When it comes down to choosing winning stocks, you have to drill into what individual companies are doing, looking for quality, strength and growth. Here are three stocks that could be a good addition to any portfolio.
Perpetual Limited (ASX: PPT)
The investment management company offers a 3.4% dividend yield. With a rising financial market, its investment returns have created a strong surge in earnings. First-half underlying net profit was up 37% and its interim dividend increased 60% to 80 cents per share.
It also has international investments, so the recovery of the US market and growth in Asia can continue to support investment income.

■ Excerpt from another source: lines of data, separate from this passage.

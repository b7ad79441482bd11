pub mod controller;
pub mod net_client;
pub mod transport;

#[cfg(feature = "native")]
pub mod reconnect;

#[cfg(feature = "native")]
pub mod ws_transport;

#[cfg(test)]
pub(crate) mod mock;
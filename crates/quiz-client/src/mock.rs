//! Channel-backed transport double for tests.
//!
//! [`MockTransport::pair`] returns the client-side transport plus a
//! [`MockServer`] handle the test drives: push frames the "server" sends,
//! inspect frames the client wrote. Dropping the handle closes both
//! directions, which reads as a clean disconnect.

use tokio::sync::mpsc;

use crate::transport::{Transport, TransportError, TransportReader, TransportWriter};
use quiz_core::protocol::{ClientMessage, ServerMessage};

pub(crate) struct MockTransport {
    inbound: mpsc::UnboundedReceiver<String>,
    outbound: mpsc::UnboundedSender<String>,
}

/// The server end of a [`MockTransport`] pair.
pub(crate) struct MockServer {
    pub to_client: mpsc::UnboundedSender<String>,
    pub from_client: mpsc::UnboundedReceiver<String>,
}

impl MockTransport {
    pub(crate) fn pair() -> (Self, MockServer) {
        let (to_client, inbound) = mpsc::unbounded_channel();
        let (outbound, from_client) = mpsc::unbounded_channel();
        (
            Self { inbound, outbound },
            MockServer {
                to_client,
                from_client,
            },
        )
    }
}

impl MockServer {
    /// Push a raw text frame to the client, as if the server sent it.
    pub(crate) fn push_frame(&self, frame: &str) {
        let _ = self.to_client.send(frame.to_string());
    }

    /// Push a well-formed protocol message to the client.
    pub(crate) fn push_message(&self, msg: &ServerMessage) {
        self.push_frame(&serde_json::to_string(msg).expect("serializable message"));
    }

    /// Await the next message the client sent, decoded.
    pub(crate) async fn recv_message(&mut self) -> Option<ClientMessage> {
        let frame = self.from_client.recv().await?;
        Some(serde_json::from_str(&frame).expect("client sent a well-formed frame"))
    }
}

impl Transport for MockTransport {
    type Reader = MockReader;
    type Writer = MockWriter;

    fn split(self) -> (Self::Reader, Self::Writer) {
        (
            MockReader {
                inbound: self.inbound,
            },
            MockWriter {
                outbound: self.outbound,
            },
        )
    }
}

pub(crate) struct MockReader {
    inbound: mpsc::UnboundedReceiver<String>,
}

impl TransportReader for MockReader {
    async fn recv(&mut self) -> Result<Option<String>, TransportError> {
        Ok(self.inbound.recv().await)
    }
}

pub(crate) struct MockWriter {
    outbound: mpsc::UnboundedSender<String>,
}

impl TransportWriter for MockWriter {
    async fn send(&mut self, text: &str) -> Result<(), TransportError> {
        self.outbound
            .send(text.to_string())
            .map_err(|_| TransportError::ConnectionClosed)
    }
}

Domino's Pizza Enterprises Ltd (ASX: DMP)
The takeaway pizza company sells a product that people keep on eating whether the economy is up or down. Its dividend yield is 1.7%, but it makes up for that through share price growth. It is up over 75% in the last twelve months.

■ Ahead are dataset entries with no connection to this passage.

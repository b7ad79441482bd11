//! Session controller: the single mutation gateway for the session view.
//!
//! Owns a [`NetClient`] and a [`SessionView`], providing the dispatch
//! logic shared by every frontend:
//!
//! - Processing incoming [`ServerMessage`]s and updating the view.
//! - Forwarding outbound [`ClientMessage`]s to the server.
//!
//! All view mutation happens inside [`recv`](SessionController::recv) /
//! [`try_recv`](SessionController::try_recv) on the caller's task, so the
//! single-threaded-dispatch invariant holds without locking.

use crate::net_client::NetClient;
#[cfg(feature = "native")]
use crate::transport::Transport;
use quiz_core::protocol::{ClientMessage, ServerMessage};
use quiz_core::session::{LogCategory, SessionEvent, SessionView, ViewChanged};

/// Outcome of processing a single network event.
#[derive(Debug)]
pub enum PollResult {
    /// A server message was applied; the flags describe what changed.
    Updated(ViewChanged),
    /// The connection dropped. The view keeps its last contents so the
    /// frontend can render through the outage; the reconnect supervisor
    /// hands out a fresh controller (and a fresh view) afterwards.
    Disconnected,
    /// No event was available (channel empty).
    Empty,
}

/// Owns the network client and session view for one connection.
#[derive(Debug)]
pub struct SessionController {
    net: NetClient,
    pub view: SessionView,
}

impl SessionController {
    /// Wrap an established connection with a fresh [`SessionView`].
    ///
    /// Fresh is the point: the server is the source of truth and syncs
    /// every new connection with `status`, so nothing carries over.
    pub fn new(net: NetClient) -> Self {
        Self {
            net,
            view: SessionView::new(),
        }
    }

    /// Create a controller over any [`Transport`] implementation.
    #[cfg(feature = "native")]
    pub fn from_transport<T: Transport>(transport: T) -> Self {
        Self::new(NetClient::from_transport(transport))
    }

    /// Connect to the quiz server over WebSocket.
    #[cfg(any(feature = "native", feature = "web"))]
    pub async fn connect_ws(url: &str) -> Result<Self, crate::transport::TransportError> {
        Ok(Self::new(NetClient::connect_ws(url).await?))
    }

    /// Try to receive and process one network event (non-blocking).
    pub fn try_recv(&mut self) -> PollResult {
        match self.net.incoming.try_recv() {
            Ok(msg) => self.handle_server_message(msg),
            Err(tokio::sync::mpsc::error::TryRecvError::Empty) => PollResult::Empty,
            Err(tokio::sync::mpsc::error::TryRecvError::Disconnected) => self.mark_disconnected(),
        }
    }

    /// Await the next network event. Useful in `tokio::select!` loops.
    pub async fn recv(&mut self) -> PollResult {
        match self.net.incoming.recv().await {
            Some(msg) => self.handle_server_message(msg),
            None => self.mark_disconnected(),
        }
    }

    /// Send a [`ClientMessage`] to the server.
    ///
    /// A message sent while the connection is down is dropped, matching
    /// the protocol's design; the drop is visible at debug level.
    pub fn send(&self, msg: ClientMessage) {
        if let Err(err) = self.net.send(msg) {
            tracing::debug!(dropped = ?err.0, "connection is down, dropping outbound message");
        }
    }

    /// Borrow the session view immutably (for rendering).
    pub fn session_view(&self) -> &SessionView {
        &self.view
    }

    /// Append local feedback to the session event log.
    ///
    /// Frontends call this instead of mutating the view directly, keeping
    /// the controller as the single mutation gateway.
    pub fn add_message(&mut self, text: String, category: LogCategory) {
        self.view.add_message(text, category);
    }

    // -- private -----------------------------------------------------------

    fn handle_server_message(&mut self, msg: ServerMessage) -> PollResult {
        PollResult::Updated(self.view.apply(&msg))
    }

    fn mark_disconnected(&mut self) -> PollResult {
        // A closed channel stays closed, so polls after the first would
        // otherwise flood the log with duplicate entries.
        if self.view.connected {
            self.view.connected = false;
            self.view.add_event(SessionEvent::Disconnected);
        }
        PollResult::Disconnected
    }
}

It acquired a 75% stake in Domino's Pizza Japan, which has more than 250 stores. New stores have already been created and the company projects there is potential to grow store numbers to around 600.
Santos Ltd (ASX: STO)
The energy producer expects the higher oil and gas production from the PNG LNG project and GLNG project in QLD (coming online in 2015) will be the start of "transformational growth" for the company. The stock is offering a 2.2% dividend yield, but with a potential step-change increase in earnings forecast, strong dividend payment growth is expected.